In der Regel enthält so eine sichtbare Struktur auch schon Aussagen oder zumindest Anhaltspunkte für die Gebäudenutzung und damit für eine Art von Struktur, die für die Stadtplanung von zentraler Bedeutung ist: die räumliche Verteilung der verschiedenen Bodennutzungsarten in der Stadt, also die Nutzungsstruktur. Sie hängt eng zusammen mit dem System der die einzelnen Nutzungsbereiche verbindenden Verkehrs- und Versorgungsnetze und deren Leistungsfähigkeit. Dabei spielen nicht nur die Standortverteilung der Nutzungen, sondern auch ihr Mischungsgrad, ihre »Körnung«, und die Intensität der Nutzung, also ihre Dichte je Flächeneinheit, eine erhebliche Rolle (vgl. Kap. 5, Stadtstrukturplanung).
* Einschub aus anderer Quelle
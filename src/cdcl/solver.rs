use super::clause_db::{ClauseDb, ClauseIndex};
use super::solver_options::SolverOptions;
use super::trail::Trail;
use super::var_manager::VarManager;
use crate::errors::*;
use crate::parser::{self, Dimacs};
use crate::{Clause, LBool, Lit, Var, Verdict};
use rand::rngs::StdRng;
use rand::{Rng, SeedableRng};

/// Outcome of a propagation pass.
#[derive(Clone, Copy, PartialEq, Eq, Debug)]
enum Propagation {
    Normal,
    Conflict,
}

enum ClauseState {
    Satisfied,
    Falsified,
    Unit(Lit),
    Pending,
}

/// A CDCL solver: trail-style assignment, iterative unit propagation,
/// First-UIP conflict analysis with non-chronological backjumping, and
/// a frequency/polarity branching heuristic with periodic decay.
pub struct Solver {
    clause_db: ClauseDb,
    vars: VarManager,
    trail: Trail,
    /// Index of the clause falsified by the most recent propagation.
    kappa: Option<ClauseIndex>,
    pick_counter: usize,
    already_unsatisfied: bool,
    options: SolverOptions,
    rng: StdRng,
}

impl Solver {
    /// Create a solver over `n_vars` variables and the given clauses.
    pub fn new(n_vars: usize, clauses: Vec<Clause>, options: SolverOptions) -> Self {
        let vars = VarManager::new(n_vars, &clauses);
        let mut clause_db = ClauseDb::new();
        let mut already_unsatisfied = false;
        for cl in clauses {
            if cl.lits.is_empty() {
                already_unsatisfied = true;
            }
            clause_db.add_original(cl);
        }
        let rng = match options.seed {
            Some(seed) => StdRng::seed_from_u64(seed),
            None => StdRng::from_entropy(),
        };
        Solver {
            clause_db,
            vars,
            trail: Trail::new(),
            kappa: None,
            pick_counter: 0,
            already_unsatisfied,
            options,
            rng,
        }
    }

    /// Create a solver from a parsed DIMACS formula.
    pub fn new_from_dimacs(dimacs: Dimacs, options: SolverOptions) -> Self {
        Solver::new(dimacs.n_vars, dimacs.clauses, options)
    }

    /// Read a formula in DIMACS format from a file.
    pub fn new_from_file(filename: &str, options: SolverOptions) -> Result<Self> {
        Ok(Solver::new_from_dimacs(
            parser::parse_dimacs_file(filename)?,
            options,
        ))
    }

    /// Returns the number of variables in the formula.
    pub fn n_vars(&self) -> usize {
        self.vars.n_vars()
    }

    /// Returns the number of original clauses in the formula.
    pub fn n_clauses(&self) -> usize {
        self.clause_db.n_original()
    }

    /// Returns the number of learnt clauses.
    pub fn n_learnts(&self) -> usize {
        self.clause_db.n_learnt()
    }

    /// The learnt clauses, in the order they were derived.
    pub fn learnt_clauses(&self) -> impl Iterator<Item = &Clause> {
        self.clause_db.learnts()
    }

    /// Returns the assignment of the variable.
    pub fn value(&self, x: Var) -> LBool {
        self.vars.value(x)
    }

    /// The current assignment as booleans; after a SAT verdict this is a
    /// model of the formula.
    pub fn model(&self) -> Vec<bool> {
        self.vars.model()
    }

    /// Number of branching picks since the last heuristic decay.
    pub fn n_picks(&self) -> usize {
        self.pick_counter
    }

    /// Decide satisfiability.
    pub fn solve(&mut self) -> Verdict {
        if self.already_unsatisfied {
            return Verdict::Unsat;
        }
        if self.unit_propagate() == Propagation::Conflict {
            return Verdict::Unsat;
        }
        while !self.vars.all_assigned() {
            let lit = self.pick_branching_lit();
            self.trail.new_level();
            self.assign(lit, self.trail.decision_level(), None);
            loop {
                if self.unit_propagate() == Propagation::Normal {
                    break;
                }
                if self.trail.decision_level() == 0 {
                    return Verdict::Unsat;
                }
                match self.kappa {
                    Some(kappa) => {
                        self.conflict_analysis_and_backjump(kappa);
                    }
                    None => break,
                }
            }
        }
        Verdict::Sat
    }

    fn assign(&mut self, lit: Lit, dl: i32, ante: Option<ClauseIndex>) {
        self.vars.assign(lit, dl, ante);
        self.trail.push(lit.var());
    }

    fn classify(&self, ci: ClauseIndex) -> ClauseState {
        let cl = self.clause_db.get(ci);
        let mut unset = None;
        let mut unset_count = 0;
        let mut false_count = 0;
        for &lit in &cl.lits {
            match self.vars.value_lit(lit) {
                LBool::True => return ClauseState::Satisfied,
                LBool::False => false_count += 1,
                LBool::Undef => {
                    unset_count += 1;
                    unset = Some(lit);
                }
            }
        }
        if unset_count == 1 {
            if let Some(lit) = unset {
                return ClauseState::Unit(lit);
            }
        }
        if false_count == cl.lits.len() {
            ClauseState::Falsified
        } else {
            ClauseState::Pending
        }
    }

    /// Scan all clauses in index order until a full pass assigns
    /// nothing. Every unit assignment restarts the scan from the first
    /// clause, keeping the propagation order deterministic.
    fn unit_propagate(&mut self) -> Propagation {
        // TODO: two watched literals per clause instead of full rescans
        let dl = self.trail.decision_level();
        let mut unit_found = true;
        while unit_found {
            unit_found = false;
            for ci in 0..self.clause_db.len() {
                match self.classify(ci) {
                    ClauseState::Satisfied | ClauseState::Pending => {}
                    ClauseState::Unit(lit) => {
                        self.assign(lit, dl, Some(ci));
                        unit_found = true;
                        break;
                    }
                    ClauseState::Falsified => {
                        self.kappa = Some(ci);
                        return Propagation::Conflict;
                    }
                }
            }
        }
        self.kappa = None;
        Propagation::Normal
    }

    /// Resolve the First-UIP learnt clause out of the implication graph,
    /// record it, and unwind the trail to the backjump level, which is
    /// returned.
    fn conflict_analysis_and_backjump(&mut self, kappa: ClauseIndex) -> i32 {
        let dl = self.trail.decision_level();
        let mut learnt = self.clause_db.get(kappa).clone();

        loop {
            let mut this_level_count = 0;
            let mut resolver = None;
            for &lit in &learnt.lits {
                let v = lit.var();
                if self.vars.level(v) == dl {
                    this_level_count += 1;
                    if self.vars.antecedent(v).is_some() {
                        resolver = Some(v);
                    }
                }
            }
            if this_level_count == 1 {
                break;
            }
            match resolver {
                Some(v) => learnt = self.resolve(learnt, v),
                None => break,
            }
        }

        self.vars.record_learnt(&learnt);
        let beta = learnt
            .lits
            .iter()
            .map(|l| self.vars.level(l.var()))
            .filter(|&lv| lv != dl)
            .max()
            .unwrap_or(0);
        self.clause_db.add_learnt(learnt);

        for v in self.trail.backjump_to(beta) {
            self.vars.unassign(v);
        }
        beta
    }

    /// Resolve `clause` with the antecedent of `v`, removing both
    /// phases of `v` and normalizing to the canonical form: ascending
    /// signed-integer order without duplicates.
    fn resolve(&self, mut clause: Clause, v: Var) -> Clause {
        if let Some(ante) = self.vars.antecedent(v) {
            let other = self.clause_db.get(ante);
            clause.lits.extend_from_slice(&other.lits);
        }
        let pivot = Lit::new(v, true);
        clause.lits.retain(|&l| l != pivot && l != !pivot);
        clause.lits.sort();
        clause.lits.dedup();
        clause
    }

    /// Pick the next decision literal: decay on schedule, then the
    /// highest-frequency unassigned variable in its preferred phase.
    fn pick_branching_lit(&mut self) -> Lit {
        let n = self.vars.n_vars();
        debug_assert!(self.vars.n_assigned() < n);

        if self.pick_counter > self.options.decay_interval_per_var * n {
            self.vars.decay();
            self.pick_counter = 0;
        }

        if let Some(v) = self.vars.max_freq_var() {
            self.pick_counter += 1;
            return self.vars.polarity_lit(v);
        }

        // Unreachable while the freq sentinel invariant holds; kept as
        // a bounded random fallback.
        for _ in 0..self.options.fallback_draws_per_var * n {
            let v = self.rng.gen_range(0..n);
            if self.vars.freq(v) != -1 {
                return self.vars.polarity_lit(v);
            }
        }
        Lit(1)
    }
}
Eine planerische Einflussnahme auf die Entwicklung der Nutzungsstruktur wird seit dem letzten Viertel des neunzehnten Jahrhunderts erstrebt; um die Jahrhundertwende wurden die ersten diagrammatischen Modellvorstellungen entwickelt, die dann im zwanzigsten Jahrhundert zahlreiche Nachfolger fanden. Das Kernproblem lag und liegt darin, zwei Forderungen gleichzeitig gerecht zu werden, die kaum zu vereinen sind: Einerseits soll das Konzept aufnahmefähig für das Wachstum der Städte, also für die Inanspruchnahme neuer Bauflächen und für die Ausweitung von Verkehrs- und Versorgungssystemen sein, andererseits soll aber in jeder Phase das Gesamtgefüge ausgewogen und funktionsfähig sein.
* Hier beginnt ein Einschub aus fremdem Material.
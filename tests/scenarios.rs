//! End-to-end scenarios through the DIMACS front-end.

use foursat::cdcl::{self, SolverOptions};
use foursat::{dp, dpll, parser, resolution, Verdict};

fn parse(input: &str) -> parser::Dimacs {
    parser::parse_dimacs_from_buf_reader(&mut input.as_bytes()).expect("valid dimacs")
}

fn cdcl_verdict(input: &str) -> Verdict {
    cdcl::Solver::new_from_dimacs(parse(input), SolverOptions::with_seed(42)).solve()
}

fn check_model(input: &str, model: &[bool]) {
    for cl in &parse(input).clauses {
        assert!(
            cl.lits.iter().any(|&l| {
                if l.is_positive() {
                    model[l.var()]
                } else {
                    !model[l.var()]
                }
            }),
            "clause {:?} not satisfied by model {:?}",
            cl,
            model
        );
    }
}

const TRIVIAL_SAT: &str = "p cnf 1 1\n1 0\n";
const TRIVIAL_UNSAT: &str = "p cnf 1 2\n1 0\n-1 0\n";
const EMPTY_CLAUSE: &str = "p cnf 2 1\n0\n";
const CHAIN: &str = "p cnf 4 4\n1 0\n-1 2 0\n-2 3 0\n-3 4 0\n";

const PIGEONHOLE_3_2: &str = "\
c three pigeons, two holes
p cnf 6 9
1 2 0
3 4 0
5 6 0
-1 -3 0
-1 -5 0
-3 -5 0
-2 -4 0
-2 -6 0
-4 -6 0
";

const K3_COLORING: &str = "\
c triangle, three colours
p cnf 9 12
1 2 3 0
4 5 6 0
7 8 9 0
-1 -4 0
-2 -5 0
-3 -6 0
-4 -7 0
-5 -8 0
-6 -9 0
-1 -7 0
-2 -8 0
-3 -9 0
";

#[test]
fn trivial_sat() {
    assert_eq!(cdcl_verdict(TRIVIAL_SAT), Verdict::Sat);
}

#[test]
fn trivial_unsat() {
    assert_eq!(cdcl_verdict(TRIVIAL_UNSAT), Verdict::Unsat);
}

#[test]
fn empty_clause_up_front_is_unsat_without_search() {
    let mut solver = cdcl::Solver::new_from_dimacs(parse(EMPTY_CLAUSE), SolverOptions::default());
    assert_eq!(solver.solve(), Verdict::Unsat);
    assert_eq!(solver.n_picks(), 0);
}

#[test]
fn pigeonhole_is_unsat() {
    assert_eq!(cdcl_verdict(PIGEONHOLE_3_2), Verdict::Unsat);
}

#[test]
fn triangle_coloring_is_sat_with_a_valid_model() {
    let mut solver =
        cdcl::Solver::new_from_dimacs(parse(K3_COLORING), SolverOptions::with_seed(42));
    assert_eq!(solver.solve(), Verdict::Sat);
    check_model(K3_COLORING, &solver.model());
}

#[test]
fn implication_chain_needs_no_branching() {
    let mut solver = cdcl::Solver::new_from_dimacs(parse(CHAIN), SolverOptions::default());
    assert_eq!(solver.solve(), Verdict::Sat);
    assert_eq!(solver.n_picks(), 0);
    assert_eq!(solver.model(), vec![true, true, true, true]);
}

#[test]
fn baselines_agree_on_the_scenarios() {
    let cases = [
        (TRIVIAL_SAT, Verdict::Sat),
        (TRIVIAL_UNSAT, Verdict::Unsat),
        (EMPTY_CLAUSE, Verdict::Unsat),
        (PIGEONHOLE_3_2, Verdict::Unsat),
        (CHAIN, Verdict::Sat),
    ];
    for &(input, expected) in &cases {
        assert_eq!(dpll::Solver::new_from_dimacs(parse(input)).solve(), expected);
        assert_eq!(dp::Solver::new_from_dimacs(parse(input)).solve(), expected);
        assert_eq!(
            resolution::Solver::new_from_dimacs(parse(input)).solve(false),
            expected
        );
    }
}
Auch die Gestalt der Stadt wird von solchen Überlegungen beeinflusst, denn in den strukturellen Entscheidungen über Nutzung und Dichte sind in aller Regel gewisse Vorgaben für die Gestaltung insofern enthalten, als zumindest deren Spielraum eingeschränkt wird. Gewerbliche Nutzung oder eine hohe Wohndichte führten beispielsweise fast zwangsläufig zu relativ großen Baukörpern. Über die Gebäudestruktur werden also wichtige Daten für die Gestaltung der Stadt gesetzt. Diese hat der Stadtplaner nur zu einem Teil in der Hand: Mit der Verteilung und wechselseitigen Zuordnung der Baumassen kann er Raumeindrücke und Raumfolgen vorgeben, deren Ausprägung allerdings im Ergebnis maßgebend bestimmt wird durch die Hand des Architekten; er gibt den Gebäuden ihre endgültige Gestalt. Auch diese kann durch die Planung auf dem Wege über Rechtsvorschriften – Gestaltungssatzungen – beeinflusst werden, doch bringen solche Überlagerungen der Architektenaufgabe durch die Planung häufig erhebliche Probleme mit sich. Aber auch wenn die Stadtplanung auf solche ins Einzelne gehende Gestaltungsregeln verzichtet, bleibt ihr noch eine umfassende Verantwortung für die Stadtgestaltung erhalten, denn diese muss schon bei den strukturellen Entscheidungen berücksichtigt werden. Das gilt in besonderem Maße für Bereiche, in denen es um die Erhaltung und Sicherung von historisch geprägten Gestaltwerten geht (vgl. Kap. 5, Bewahrung und Bestandspflege). Hier begegnen sich Aufgaben der Bewahrung und der Veränderung auf besonders engem Raum, manchmal sogar in unvereinbarer Gegensätzlichkeit. Dies aber ist nur die spezifische Ausprägung eines allgemeinen Sachverhalts: Stadtstruktur und Stadtgestalt werden maßgeblich geprägt durch die relative Bedeutung, die den Kräften der Veränderung und den Werten der Bewahrung jeweils zuerkannt wird.